(Required action) What lines of the listing below contain the word "authorized"? Copy each of them out.

+++ Supplied data +++

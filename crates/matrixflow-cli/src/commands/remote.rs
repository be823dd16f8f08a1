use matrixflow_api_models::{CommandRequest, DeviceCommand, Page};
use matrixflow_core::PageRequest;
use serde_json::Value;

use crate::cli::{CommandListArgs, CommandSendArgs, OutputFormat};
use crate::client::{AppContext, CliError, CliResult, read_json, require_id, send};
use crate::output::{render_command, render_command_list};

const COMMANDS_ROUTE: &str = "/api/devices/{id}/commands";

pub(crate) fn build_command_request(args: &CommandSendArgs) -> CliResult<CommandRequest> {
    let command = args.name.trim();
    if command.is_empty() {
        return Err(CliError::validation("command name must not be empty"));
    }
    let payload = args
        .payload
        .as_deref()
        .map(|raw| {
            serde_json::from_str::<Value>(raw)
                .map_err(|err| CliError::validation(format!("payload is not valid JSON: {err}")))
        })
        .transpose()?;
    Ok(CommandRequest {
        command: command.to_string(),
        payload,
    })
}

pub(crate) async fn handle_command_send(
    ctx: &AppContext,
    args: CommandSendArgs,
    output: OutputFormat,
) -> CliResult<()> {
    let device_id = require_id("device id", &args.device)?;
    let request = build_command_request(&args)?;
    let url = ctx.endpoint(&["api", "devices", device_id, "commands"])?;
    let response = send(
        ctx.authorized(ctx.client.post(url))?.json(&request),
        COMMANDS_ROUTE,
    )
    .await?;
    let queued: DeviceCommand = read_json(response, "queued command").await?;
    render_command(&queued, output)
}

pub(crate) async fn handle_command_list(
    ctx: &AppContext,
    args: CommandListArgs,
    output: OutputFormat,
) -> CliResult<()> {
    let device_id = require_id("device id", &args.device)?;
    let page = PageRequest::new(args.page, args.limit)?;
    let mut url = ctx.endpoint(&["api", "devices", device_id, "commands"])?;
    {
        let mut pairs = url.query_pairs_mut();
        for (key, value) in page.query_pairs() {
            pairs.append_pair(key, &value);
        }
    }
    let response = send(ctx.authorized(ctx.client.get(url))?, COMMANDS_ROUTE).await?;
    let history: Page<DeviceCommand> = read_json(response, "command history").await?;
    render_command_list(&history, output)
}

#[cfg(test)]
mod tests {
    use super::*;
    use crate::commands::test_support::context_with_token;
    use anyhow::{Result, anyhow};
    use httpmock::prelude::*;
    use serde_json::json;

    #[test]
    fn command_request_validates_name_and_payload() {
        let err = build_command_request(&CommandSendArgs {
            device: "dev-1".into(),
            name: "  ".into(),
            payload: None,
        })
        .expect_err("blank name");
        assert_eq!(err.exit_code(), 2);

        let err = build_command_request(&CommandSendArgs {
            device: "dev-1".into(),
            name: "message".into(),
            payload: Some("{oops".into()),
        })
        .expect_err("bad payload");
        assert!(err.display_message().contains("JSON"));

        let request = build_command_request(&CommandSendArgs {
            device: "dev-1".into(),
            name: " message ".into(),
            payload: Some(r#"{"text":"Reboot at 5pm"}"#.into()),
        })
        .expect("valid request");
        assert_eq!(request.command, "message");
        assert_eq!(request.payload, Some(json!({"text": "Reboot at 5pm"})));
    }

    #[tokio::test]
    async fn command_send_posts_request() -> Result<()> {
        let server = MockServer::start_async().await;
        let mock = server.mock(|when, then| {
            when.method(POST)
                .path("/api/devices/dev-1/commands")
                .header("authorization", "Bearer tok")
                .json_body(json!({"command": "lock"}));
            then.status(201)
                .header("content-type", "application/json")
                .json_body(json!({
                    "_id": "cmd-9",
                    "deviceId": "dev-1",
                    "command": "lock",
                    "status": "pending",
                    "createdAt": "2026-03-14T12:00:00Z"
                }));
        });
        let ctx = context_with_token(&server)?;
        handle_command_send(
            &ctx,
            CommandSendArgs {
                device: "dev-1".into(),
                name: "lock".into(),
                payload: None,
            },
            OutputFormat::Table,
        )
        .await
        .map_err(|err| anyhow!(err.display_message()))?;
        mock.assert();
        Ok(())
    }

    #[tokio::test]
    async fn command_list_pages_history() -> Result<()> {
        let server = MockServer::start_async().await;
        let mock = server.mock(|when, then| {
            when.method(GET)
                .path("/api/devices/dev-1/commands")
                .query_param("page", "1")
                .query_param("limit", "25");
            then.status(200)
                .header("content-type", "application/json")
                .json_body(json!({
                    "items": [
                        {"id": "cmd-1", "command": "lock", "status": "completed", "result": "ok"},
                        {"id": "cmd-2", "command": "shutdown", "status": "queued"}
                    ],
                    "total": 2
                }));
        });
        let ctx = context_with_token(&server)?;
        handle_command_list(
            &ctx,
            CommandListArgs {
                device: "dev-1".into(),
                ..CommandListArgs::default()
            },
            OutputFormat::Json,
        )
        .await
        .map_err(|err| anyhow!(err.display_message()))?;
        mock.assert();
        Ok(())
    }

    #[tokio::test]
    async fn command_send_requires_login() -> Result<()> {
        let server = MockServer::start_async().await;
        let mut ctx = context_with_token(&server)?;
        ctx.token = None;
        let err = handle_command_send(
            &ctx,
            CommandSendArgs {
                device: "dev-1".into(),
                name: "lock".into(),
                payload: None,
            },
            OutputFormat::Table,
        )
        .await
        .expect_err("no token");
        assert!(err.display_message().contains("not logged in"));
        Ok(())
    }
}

+++

(Answer to this exercise)
        ctx.authorized(ctx.client.post(url))?.json(&request),
    let response = send(ctx.authorized(ctx.client.get(url))?, COMMANDS_ROUTE).await?;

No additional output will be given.